The May issue of AJN is now live.
Here are some highlights. Some articles are open access or temporarily free; others will require log-in for access.
AJN senior clinical editor Christine Moffa’s guest editorial (free to read) addresses the 2026 Nurses Week theme—The Power of Nurses. “If there is a message to carry into this Nurses Week, it may be that the vigilance we practice at the bedside can guide us as a profession,” she writes. “Noticing what is subtle, identifying what is shifting, and acting before harm takes hold, these are skills we already possess.”
Over the past decade, transcatheter aortic valve replacement (TAVR) has become a transformative intervention for patients with aortic stenosis (AS). This month’s CE article, “The Evolution of Transcatheter Aortic Valve Replacement: From Novel to Normal,” (also free to access) reviews current approaches to evaluation, diagnosis, and management of AS before and after TAVR, as well as the evolving role of TAVR in the treatment of AS.
In their original research article, “Dark Skin Tone Representation in Foundational Nursing Textbooks: A Quantitative Image Analysis,” Eleonor Pusey-Reid and John Wong evaluate how prelicensure nursing texts visually represent clinical conditions across diverse skin tones, with a focus on the extent to which dark skin tone images are included and the implications of this for diagnostic preparedness.
“Nearly every patient brings a mobile phone (and, often, a charger) into the hospital, and the use of these and other electronic devices carries risks,” note the authors of “Electronic Device Chargers in the Hospital: A Case Study.” This report follows a patient who sustained a second-degree skin burn after his phone charger cord was trapped beneath his back while hospitalized.

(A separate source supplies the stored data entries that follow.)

//! Generic row validation driven by [`ResourceSpec`](crate::resource::ResourceSpec).

use std::collections::BTreeMap;

use crate::resource::{Column, Fill, ModeDefaults, ResourceKind};

const NO_PASSWORD_REASON: &str = "no password (use --gen-password)";
const NO_PASSWORD_USAGE: &str = "Single mode requires --password or --gen-password";

#[derive(Debug, Clone, Copy, PartialEq, Eq)]
pub enum Rejection {
    ShortRow,
    BlankRequired,
    NoPassword,
}

impl Rejection {
    pub fn reason(self, kind: ResourceKind) -> &'static str {
        match self {
            Rejection::ShortRow => kind.spec().short_row_reason,
            Rejection::BlankRequired => kind.spec().blank_field_reason,
            Rejection::NoPassword => NO_PASSWORD_REASON,
        }
    }

    /// Message used when the record came from command-line flags.
    pub fn usage(self, kind: ResourceKind) -> &'static str {
        match self {
            Rejection::ShortRow | Rejection::BlankRequired => kind.spec().single_usage,
            Rejection::NoPassword => NO_PASSWORD_USAGE,
        }
    }
}

/// A record that passed validation but may still have columns to derive.
#[derive(Debug, Clone, PartialEq, Eq)]
pub struct Draft {
    pub kind: ResourceKind,
    pub row_number: usize,
    pub fields: BTreeMap<String, String>,
    pub pending: Vec<Column>,
}

#[derive(Debug, Clone, PartialEq, Eq)]
pub enum Validation {
    /// Blank or header row; produces no outcome.
    Skip,
    Rejected(Rejection),
    Valid(Draft),
}

fn is_blank(cells: &[String]) -> bool {
    cells.iter().all(|c| c.trim().is_empty())
}

fn is_header(kind: ResourceKind, cells: &[String]) -> bool {
    let first = cells.first().map(|c| c.to_lowercase()).unwrap_or_default();
    kind.spec()
        .header_keywords
        .iter()
        .any(|keyword| *keyword == first)
}

/// Blank rows, and a header on row 1, produce no outcome.
pub fn is_skipped(kind: ResourceKind, row_number: usize, cells: &[String]) -> bool {
    is_blank(cells) || (row_number == 1 && is_header(kind, cells))
}

/// Validates one CSV row. Row numbers are 1-based; only row 1 can be a
/// header.
pub fn validate_row(
    kind: ResourceKind,
    row_number: usize,
    cells: &[String],
    defaults: &ModeDefaults,
) -> Validation {
    if is_skipped(kind, row_number, cells) {
        return Validation::Skip;
    }
    match validate_record(kind, row_number, cells, defaults) {
        Ok(draft) => Validation::Valid(draft),
        Err(rejection) => Validation::Rejected(rejection),
    }
}

/// Validates a record without blank/header sniffing.
pub fn validate_record(
    kind: ResourceKind,
    row_number: usize,
    cells: &[String],
    defaults: &ModeDefaults,
) -> Result<Draft, Rejection> {
    let spec = kind.spec();
    if cells.len() < spec.min_columns {
        return Err(Rejection::ShortRow);
    }

    let mut fields = defaults.fields.clone();
    let mut pending = Vec::new();

    for (i, column) in spec.columns.iter().enumerate() {
        let value = cells.get(i).map(|c| c.trim()).unwrap_or_default();
        if !value.is_empty() {
            fields.insert(column.name.to_string(), value.to_string());
            continue;
        }
        match column.fill {
            Fill::Required => return Err(Rejection::BlankRequired),
            Fill::Optional => {
                fields.entry(column.name.to_string()).or_default();
            }
            Fill::Password if !defaults.generate_password => {
                return Err(Rejection::NoPassword);
            }
            Fill::Password | Fill::DisplayName { .. } => pending.push(*column),
        }
    }

    Ok(Draft {
        kind,
        row_number,
        fields,
        pending,
    })
}

#[cfg(test)]
mod tests {
    use super::*;

    fn cells(row: &[&str]) -> Vec<String> {
        row.iter().map(|s| s.to_string()).collect()
    }

    #[test]
    fn skipped_rows_match_validation() {
        let defaults = ModeDefaults::for_kind(ResourceKind::Transport);
        let rows = [
            (1, cells(&["destination", "nexthop"])),
            (2, cells(&["destination", "nexthop"])),
            (3, cells(&["", " "])),
            (4, cells(&["example.org", "[relay]:25"])),
            (5, cells(&["example.net"])),
        ];
        let skipped: Vec<_> = rows
            .iter()
            .filter(|(n, c)| is_skipped(ResourceKind::Transport, *n, c))
            .map(|(n, _)| *n)
            .collect();
        assert_eq!(skipped, [1, 3]);
        for (n, c) in &rows {
            assert_eq!(
                is_skipped(ResourceKind::Transport, *n, c),
                validate_row(ResourceKind::Transport, *n, c, &defaults) == Validation::Skip
            );
        }
    }

    fn draft(v: Validation) -> Draft {
        match v {
            Validation::Valid(d) => d,
            other => panic!("expected valid row, got {other:?}"),
        }
    }

    #[test]
    fn blank_rows_are_skipped() {
        let defaults = ModeDefaults::for_kind(ResourceKind::Alias);
        assert_eq!(
            validate_row(ResourceKind::Alias, 3, &cells(&[" ", ""]), &defaults),
            Validation::Skip
        );
        assert_eq!(
            validate_row(ResourceKind::Alias, 3, &[], &defaults),
            Validation::Skip
        );
    }

    #[test]
    fn header_only_skipped_on_first_row() {
        let defaults = ModeDefaults::for_kind(ResourceKind::SyncJob);
        let header = cells(&["User1", "password1", "username"]);
        assert_eq!(
            validate_row(ResourceKind::SyncJob, 1, &header, &defaults),
            Validation::Skip
        );
        assert!(matches!(
            validate_row(ResourceKind::SyncJob, 2, &header, &defaults),
            Validation::Valid(_)
        ));
    }

    #[test]
    fn every_header_keyword_is_recognised() {
        let table: [(ResourceKind, &[&str]); 4] = [
            (ResourceKind::SyncJob, &["user1", "source", "src_user", "email"]),
            (
                ResourceKind::Mailbox,
                &["local_part", "localpart", "email", "username", "user"],
            ),
            (ResourceKind::Alias, &["address", "alias", "source", "from"]),
            (ResourceKind::Transport, &["destination", "dest", "domain"]),
        ];
        for (kind, keywords) in table {
            let defaults = ModeDefaults::for_kind(kind);
            for keyword in keywords {
                let upper = keyword.to_uppercase();
                for first in [*keyword, upper.as_str()] {
                    let row = cells(&[first, "second", "third", "fourth"]);
                    assert_eq!(
                        validate_row(kind, 1, &row, &defaults),
                        Validation::Skip,
                        "{kind}: {first}"
                    );
                }
            }
            let data = cells(&["alice", "second", "third", "fourth"]);
            assert!(
                matches!(validate_row(kind, 1, &data, &defaults), Validation::Valid(_)),
                "{kind}: plain first row"
            );
        }
    }

    #[test]
    fn padded_keyword_is_data() {
        let defaults = ModeDefaults::for_kind(ResourceKind::SyncJob);
        let row = cells(&[" user1", "password1", "username"]);
        assert!(matches!(
            validate_row(ResourceKind::SyncJob, 1, &row, &defaults),
            Validation::Valid(_)
        ));
    }

    #[test]
    fn short_rows_are_rejected() {
        let defaults = ModeDefaults::for_kind(ResourceKind::SyncJob);
        let v = validate_row(ResourceKind::SyncJob, 2, &cells(&["a@old.com", "pw"]), &defaults);
        assert_eq!(v, Validation::Rejected(Rejection::ShortRow));
        assert_eq!(
            Rejection::ShortRow.reason(ResourceKind::SyncJob),
            "need 3 columns (user1,password1,username)"
        );
    }

    #[test]
    fn blank_required_fields_are_rejected() {
        let defaults = ModeDefaults::for_kind(ResourceKind::Alias);
        let v = validate_row(ResourceKind::Alias, 2, &cells(&["alias@example.com", " "]), &defaults);
        assert_eq!(v, Validation::Rejected(Rejection::BlankRequired));
    }

    #[test]
    fn fields_are_trimmed_and_defaults_applied() {
        let mut defaults = ModeDefaults::for_kind(ResourceKind::SyncJob);
        defaults.set("host1", "imap.old.com");
        let d = draft(validate_row(
            ResourceKind::SyncJob,
            2,
            &cells(&[" src@old.com ", "pw ", " dst@new.com"]),
            &defaults,
        ));
        assert_eq!(d.fields["user1"], "src@old.com");
        assert_eq!(d.fields["password1"], "pw");
        assert_eq!(d.fields["username"], "dst@new.com");
        assert_eq!(d.fields["host1"], "imap.old.com");
        assert_eq!(d.fields["exclude"], "(?i)spam|(?i)junk");
        assert!(d.pending.is_empty());
    }

    #[test]
    fn mailbox_without_password_needs_generation() {
        let mut defaults = ModeDefaults::for_kind(ResourceKind::Mailbox);
        let row = cells(&["john.doe"]);
        assert_eq!(
            validate_row(ResourceKind::Mailbox, 2, &row, &defaults),
            Validation::Rejected(Rejection::NoPassword)
        );

        defaults.generate_password = true;
        let d = draft(validate_row(ResourceKind::Mailbox, 2, &row, &defaults));
        let pending: Vec<_> = d.pending.iter().map(|c| c.name).collect();
        assert_eq!(pending, ["name", "password"]);
    }

    #[test]
    fn transport_credentials_may_be_blank() {
        let defaults = ModeDefaults::for_kind(ResourceKind::Transport);
        let d = draft(validate_row(
            ResourceKind::Transport,
            1,
            &cells(&["example.org", "[relay.example.net]:587"]),
            &defaults,
        ));
        assert_eq!(d.fields["username"], "");
        assert_eq!(d.fields["password"], "");
        assert_eq!(d.fields["active"], "1");
    }

    #[test]
    fn single_records_skip_header_sniffing() {
        let defaults = ModeDefaults::for_kind(ResourceKind::Alias);
        let d = validate_record(
            ResourceKind::Alias,
            1,
            &cells(&["from", "user@example.com"]),
            &defaults,
        )
        .unwrap();
        assert_eq!(d.fields["address"], "from");
    }
}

An open-access Professional Development article, “Using Artificial Intelligence to Enhance Evidence Search and Synthesis,” presents findings from an evidence-based practice–AI task force that evaluated AI tools for searching, synthesis, and appraisal in order to outline key considerations and preliminary recommendations for their responsible use in the EBP process.
This month’s Viewpoint column, “Behind the White Coat and Scrubs,” discusses implications of new findings on the mortality gaps between nurses and physicians—and within the nursing profession.
Finally, don’t miss the extensive health care news section, the Drug Watch and Journal Watch departments, and the Specialty Spotlight on lactation nursing.